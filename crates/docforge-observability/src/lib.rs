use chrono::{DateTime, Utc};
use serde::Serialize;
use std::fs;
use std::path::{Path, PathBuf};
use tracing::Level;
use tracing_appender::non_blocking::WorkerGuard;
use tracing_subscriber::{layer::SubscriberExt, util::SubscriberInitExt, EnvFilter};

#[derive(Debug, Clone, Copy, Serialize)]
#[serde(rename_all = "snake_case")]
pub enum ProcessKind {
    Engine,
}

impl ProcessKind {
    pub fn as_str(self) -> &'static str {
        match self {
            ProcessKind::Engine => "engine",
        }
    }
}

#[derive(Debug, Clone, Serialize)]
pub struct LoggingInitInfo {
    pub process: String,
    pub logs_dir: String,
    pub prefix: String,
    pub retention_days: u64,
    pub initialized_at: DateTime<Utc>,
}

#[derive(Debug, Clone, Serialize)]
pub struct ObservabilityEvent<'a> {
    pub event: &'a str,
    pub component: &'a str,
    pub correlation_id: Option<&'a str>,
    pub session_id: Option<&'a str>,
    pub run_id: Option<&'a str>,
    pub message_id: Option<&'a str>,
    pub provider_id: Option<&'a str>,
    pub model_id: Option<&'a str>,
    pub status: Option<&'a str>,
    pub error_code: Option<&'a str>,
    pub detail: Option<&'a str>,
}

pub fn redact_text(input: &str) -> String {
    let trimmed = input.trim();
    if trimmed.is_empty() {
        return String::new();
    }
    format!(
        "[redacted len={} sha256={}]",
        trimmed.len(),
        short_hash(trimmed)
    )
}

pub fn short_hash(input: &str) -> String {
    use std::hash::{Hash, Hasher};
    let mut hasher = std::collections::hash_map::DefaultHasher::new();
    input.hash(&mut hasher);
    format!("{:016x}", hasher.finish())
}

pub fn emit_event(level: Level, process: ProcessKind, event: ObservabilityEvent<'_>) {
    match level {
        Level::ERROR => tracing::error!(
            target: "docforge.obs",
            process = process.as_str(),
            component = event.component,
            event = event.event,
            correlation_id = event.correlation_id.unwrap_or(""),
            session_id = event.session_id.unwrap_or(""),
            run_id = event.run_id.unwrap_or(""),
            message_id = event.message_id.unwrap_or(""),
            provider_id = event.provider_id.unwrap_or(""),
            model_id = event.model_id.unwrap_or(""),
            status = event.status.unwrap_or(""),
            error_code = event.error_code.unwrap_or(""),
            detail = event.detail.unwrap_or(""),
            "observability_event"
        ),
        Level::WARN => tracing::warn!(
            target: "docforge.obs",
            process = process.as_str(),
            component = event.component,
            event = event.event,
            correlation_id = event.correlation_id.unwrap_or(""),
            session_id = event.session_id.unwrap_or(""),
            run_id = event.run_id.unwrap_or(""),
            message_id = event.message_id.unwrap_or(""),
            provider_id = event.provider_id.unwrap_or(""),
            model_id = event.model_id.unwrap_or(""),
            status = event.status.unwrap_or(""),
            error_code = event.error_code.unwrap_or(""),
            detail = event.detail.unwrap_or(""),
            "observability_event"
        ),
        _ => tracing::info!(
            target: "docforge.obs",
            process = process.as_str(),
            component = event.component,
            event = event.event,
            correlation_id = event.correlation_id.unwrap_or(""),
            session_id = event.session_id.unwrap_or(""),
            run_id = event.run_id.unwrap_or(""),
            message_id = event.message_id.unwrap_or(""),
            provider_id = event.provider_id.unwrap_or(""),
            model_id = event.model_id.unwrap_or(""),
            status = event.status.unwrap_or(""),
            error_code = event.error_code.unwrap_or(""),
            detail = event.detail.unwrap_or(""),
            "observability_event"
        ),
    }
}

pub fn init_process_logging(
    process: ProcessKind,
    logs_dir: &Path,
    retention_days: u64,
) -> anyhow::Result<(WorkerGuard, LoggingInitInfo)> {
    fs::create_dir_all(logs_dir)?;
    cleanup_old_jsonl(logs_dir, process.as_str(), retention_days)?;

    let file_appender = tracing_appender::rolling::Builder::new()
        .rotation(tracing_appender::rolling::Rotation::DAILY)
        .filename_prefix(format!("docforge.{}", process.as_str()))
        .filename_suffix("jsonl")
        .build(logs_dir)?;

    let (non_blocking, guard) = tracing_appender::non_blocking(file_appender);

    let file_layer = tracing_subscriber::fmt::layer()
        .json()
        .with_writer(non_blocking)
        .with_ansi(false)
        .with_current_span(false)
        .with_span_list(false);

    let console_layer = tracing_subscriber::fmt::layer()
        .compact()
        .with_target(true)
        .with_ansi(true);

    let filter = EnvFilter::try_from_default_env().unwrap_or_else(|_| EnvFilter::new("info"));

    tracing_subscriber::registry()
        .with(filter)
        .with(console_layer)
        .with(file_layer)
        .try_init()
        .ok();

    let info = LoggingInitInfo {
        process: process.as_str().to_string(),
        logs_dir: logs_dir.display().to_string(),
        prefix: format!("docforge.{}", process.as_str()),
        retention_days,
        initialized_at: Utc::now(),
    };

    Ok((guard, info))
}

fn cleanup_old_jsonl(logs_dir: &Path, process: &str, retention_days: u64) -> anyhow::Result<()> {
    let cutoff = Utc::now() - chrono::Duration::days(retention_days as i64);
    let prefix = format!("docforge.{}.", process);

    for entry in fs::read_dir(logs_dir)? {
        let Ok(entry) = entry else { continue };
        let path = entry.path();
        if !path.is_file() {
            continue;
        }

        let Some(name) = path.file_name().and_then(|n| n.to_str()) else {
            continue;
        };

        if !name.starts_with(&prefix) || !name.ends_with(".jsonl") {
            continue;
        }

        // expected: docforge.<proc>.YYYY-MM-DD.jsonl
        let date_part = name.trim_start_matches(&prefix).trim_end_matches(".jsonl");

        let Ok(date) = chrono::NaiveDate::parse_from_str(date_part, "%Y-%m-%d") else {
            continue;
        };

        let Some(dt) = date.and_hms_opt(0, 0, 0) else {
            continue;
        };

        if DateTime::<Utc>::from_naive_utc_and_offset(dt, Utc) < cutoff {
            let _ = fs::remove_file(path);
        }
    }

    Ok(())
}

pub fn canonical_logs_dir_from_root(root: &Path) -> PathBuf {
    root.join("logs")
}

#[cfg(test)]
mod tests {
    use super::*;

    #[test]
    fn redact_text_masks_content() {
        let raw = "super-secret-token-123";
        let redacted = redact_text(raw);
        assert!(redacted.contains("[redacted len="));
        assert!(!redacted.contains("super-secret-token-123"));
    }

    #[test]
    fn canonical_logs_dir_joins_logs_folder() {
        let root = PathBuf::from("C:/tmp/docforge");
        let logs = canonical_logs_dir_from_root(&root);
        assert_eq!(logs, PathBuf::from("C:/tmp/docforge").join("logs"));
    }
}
...
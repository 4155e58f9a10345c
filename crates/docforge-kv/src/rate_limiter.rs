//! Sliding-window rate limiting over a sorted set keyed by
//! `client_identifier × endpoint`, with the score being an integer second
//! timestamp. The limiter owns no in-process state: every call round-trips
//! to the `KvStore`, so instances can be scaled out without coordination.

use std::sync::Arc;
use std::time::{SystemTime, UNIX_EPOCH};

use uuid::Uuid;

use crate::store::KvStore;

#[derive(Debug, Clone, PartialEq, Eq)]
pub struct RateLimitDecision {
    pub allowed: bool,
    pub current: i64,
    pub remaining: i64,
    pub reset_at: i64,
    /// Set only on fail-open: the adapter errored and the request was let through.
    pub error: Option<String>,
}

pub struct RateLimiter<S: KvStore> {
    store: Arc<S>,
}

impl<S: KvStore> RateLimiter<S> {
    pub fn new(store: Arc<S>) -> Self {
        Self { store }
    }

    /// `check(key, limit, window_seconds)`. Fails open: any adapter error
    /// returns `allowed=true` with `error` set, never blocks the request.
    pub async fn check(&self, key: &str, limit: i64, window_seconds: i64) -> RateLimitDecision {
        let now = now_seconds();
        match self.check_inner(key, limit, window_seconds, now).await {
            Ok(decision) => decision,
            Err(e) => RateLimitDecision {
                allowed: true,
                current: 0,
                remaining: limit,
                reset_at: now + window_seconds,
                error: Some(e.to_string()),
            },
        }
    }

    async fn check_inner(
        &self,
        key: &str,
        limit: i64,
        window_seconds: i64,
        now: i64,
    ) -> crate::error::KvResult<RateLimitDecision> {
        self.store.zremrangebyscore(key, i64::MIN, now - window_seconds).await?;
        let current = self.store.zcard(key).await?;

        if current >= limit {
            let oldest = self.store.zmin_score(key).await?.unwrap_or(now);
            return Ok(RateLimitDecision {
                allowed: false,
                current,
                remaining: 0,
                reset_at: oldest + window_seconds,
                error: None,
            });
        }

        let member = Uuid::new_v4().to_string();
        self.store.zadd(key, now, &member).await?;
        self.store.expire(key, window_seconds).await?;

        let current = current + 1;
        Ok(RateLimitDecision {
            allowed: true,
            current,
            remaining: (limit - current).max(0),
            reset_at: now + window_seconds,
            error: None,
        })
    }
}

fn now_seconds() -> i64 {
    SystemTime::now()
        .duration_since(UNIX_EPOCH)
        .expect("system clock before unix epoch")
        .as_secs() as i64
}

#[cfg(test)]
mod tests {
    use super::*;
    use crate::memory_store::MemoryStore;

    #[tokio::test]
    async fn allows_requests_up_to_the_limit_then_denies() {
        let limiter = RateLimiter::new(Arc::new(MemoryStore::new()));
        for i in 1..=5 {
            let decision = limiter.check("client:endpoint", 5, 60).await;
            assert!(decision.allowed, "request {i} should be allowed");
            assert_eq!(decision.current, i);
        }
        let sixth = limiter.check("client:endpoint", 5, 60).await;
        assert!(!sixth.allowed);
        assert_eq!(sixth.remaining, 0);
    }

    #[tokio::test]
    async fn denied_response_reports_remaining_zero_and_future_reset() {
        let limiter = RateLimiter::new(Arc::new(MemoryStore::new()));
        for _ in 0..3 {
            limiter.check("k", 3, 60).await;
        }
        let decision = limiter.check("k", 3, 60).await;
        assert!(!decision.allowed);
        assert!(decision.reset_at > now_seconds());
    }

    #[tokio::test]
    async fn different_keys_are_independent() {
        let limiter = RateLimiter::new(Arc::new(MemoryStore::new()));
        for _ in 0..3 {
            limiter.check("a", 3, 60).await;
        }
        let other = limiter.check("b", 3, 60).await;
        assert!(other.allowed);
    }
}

- [Activity] Each line of the records that contains the string "input" must be copied.

- [Solution to this exercise]
pub fn redact_text(input: &str) -> String {
    let trimmed = input.trim();
pub fn short_hash(input: &str) -> String {
    input.hash(&mut hasher);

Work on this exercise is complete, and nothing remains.